## PROBLEM DETAILS:
Each line below that includes the word "UpdateProvider" is to be reported.

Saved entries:
::::

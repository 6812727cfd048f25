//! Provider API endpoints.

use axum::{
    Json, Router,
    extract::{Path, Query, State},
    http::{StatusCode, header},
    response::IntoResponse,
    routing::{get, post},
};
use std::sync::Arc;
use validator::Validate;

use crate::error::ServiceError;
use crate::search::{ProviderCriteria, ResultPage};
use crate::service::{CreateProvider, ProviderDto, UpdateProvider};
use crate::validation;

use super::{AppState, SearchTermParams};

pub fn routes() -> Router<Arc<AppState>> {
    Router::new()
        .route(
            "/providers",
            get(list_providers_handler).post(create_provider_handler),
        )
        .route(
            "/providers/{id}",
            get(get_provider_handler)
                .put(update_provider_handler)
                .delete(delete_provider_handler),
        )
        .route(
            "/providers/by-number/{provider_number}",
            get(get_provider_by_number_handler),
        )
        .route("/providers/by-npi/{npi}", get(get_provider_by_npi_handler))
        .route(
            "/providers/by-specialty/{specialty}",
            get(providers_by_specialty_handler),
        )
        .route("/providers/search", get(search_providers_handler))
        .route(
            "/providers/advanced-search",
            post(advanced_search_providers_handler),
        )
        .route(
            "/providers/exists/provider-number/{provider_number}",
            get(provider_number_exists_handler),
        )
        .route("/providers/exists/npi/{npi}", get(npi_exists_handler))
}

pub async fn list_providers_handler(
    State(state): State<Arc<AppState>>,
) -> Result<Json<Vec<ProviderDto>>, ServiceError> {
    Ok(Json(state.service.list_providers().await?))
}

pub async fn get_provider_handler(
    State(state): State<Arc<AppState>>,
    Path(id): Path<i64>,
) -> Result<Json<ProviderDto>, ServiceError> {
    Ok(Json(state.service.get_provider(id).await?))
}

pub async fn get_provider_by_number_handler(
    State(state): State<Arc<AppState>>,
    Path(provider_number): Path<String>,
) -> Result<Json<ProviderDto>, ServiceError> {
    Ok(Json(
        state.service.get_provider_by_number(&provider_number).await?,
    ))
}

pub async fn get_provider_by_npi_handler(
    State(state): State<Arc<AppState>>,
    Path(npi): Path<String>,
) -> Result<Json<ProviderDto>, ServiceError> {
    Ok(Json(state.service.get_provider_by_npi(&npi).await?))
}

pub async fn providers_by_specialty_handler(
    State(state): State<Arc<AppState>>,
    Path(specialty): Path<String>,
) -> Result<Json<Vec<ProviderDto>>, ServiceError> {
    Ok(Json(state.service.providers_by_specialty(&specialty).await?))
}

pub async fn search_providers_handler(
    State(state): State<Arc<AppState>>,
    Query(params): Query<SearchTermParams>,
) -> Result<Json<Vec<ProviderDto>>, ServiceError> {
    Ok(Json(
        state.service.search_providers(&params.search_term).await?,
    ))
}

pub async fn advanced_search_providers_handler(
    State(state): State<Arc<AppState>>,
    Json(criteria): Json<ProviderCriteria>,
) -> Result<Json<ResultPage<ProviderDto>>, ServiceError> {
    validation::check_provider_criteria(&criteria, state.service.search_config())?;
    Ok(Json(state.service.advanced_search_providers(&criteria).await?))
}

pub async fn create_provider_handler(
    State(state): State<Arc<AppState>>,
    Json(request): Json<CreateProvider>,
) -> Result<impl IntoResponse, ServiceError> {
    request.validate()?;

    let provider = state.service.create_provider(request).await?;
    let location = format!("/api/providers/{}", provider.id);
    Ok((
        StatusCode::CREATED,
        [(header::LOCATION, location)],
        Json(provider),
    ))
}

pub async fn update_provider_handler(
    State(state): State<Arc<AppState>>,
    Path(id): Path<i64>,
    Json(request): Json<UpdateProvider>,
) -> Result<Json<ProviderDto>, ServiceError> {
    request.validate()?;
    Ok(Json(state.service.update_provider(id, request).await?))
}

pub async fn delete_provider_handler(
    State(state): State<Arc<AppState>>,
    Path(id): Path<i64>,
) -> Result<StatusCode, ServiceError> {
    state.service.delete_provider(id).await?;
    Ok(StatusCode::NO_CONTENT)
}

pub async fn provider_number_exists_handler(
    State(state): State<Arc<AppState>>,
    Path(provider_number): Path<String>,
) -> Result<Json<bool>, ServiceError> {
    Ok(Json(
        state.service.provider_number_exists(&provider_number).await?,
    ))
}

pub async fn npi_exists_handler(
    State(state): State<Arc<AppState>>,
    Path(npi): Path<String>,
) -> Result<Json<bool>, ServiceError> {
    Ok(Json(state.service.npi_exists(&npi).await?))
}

::::

## SOLUTION:
use crate::service::{CreateProvider, ProviderDto, UpdateProvider};
    Json(request): Json<UpdateProvider>,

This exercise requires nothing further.